[Dataset items]
····················

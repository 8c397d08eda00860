//! Cross-domain identity handoff.
//!
//! The auth site seals the IdP-asserted personal identifier into an
//! encrypted payload; the satellite opens it after checking the day token
//! that accompanies it.

pub mod codec;
pub mod identifier;
pub mod token;

pub use codec::HandoffCodec;
pub use identifier::{HashedIdentifier, PersonalIdentifier, PERSONAL_CODE_PREFIX};
pub use token::{DayTokenAuthenticator, TokenAuthority};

····················

- [About this exercise]
Using the data above, show each line where "token" occurs.

- [Answer box]
//! encrypted payload; the satellite opens it after checking the day token
pub mod token;
pub use token::{DayTokenAuthenticator, TokenAuthority};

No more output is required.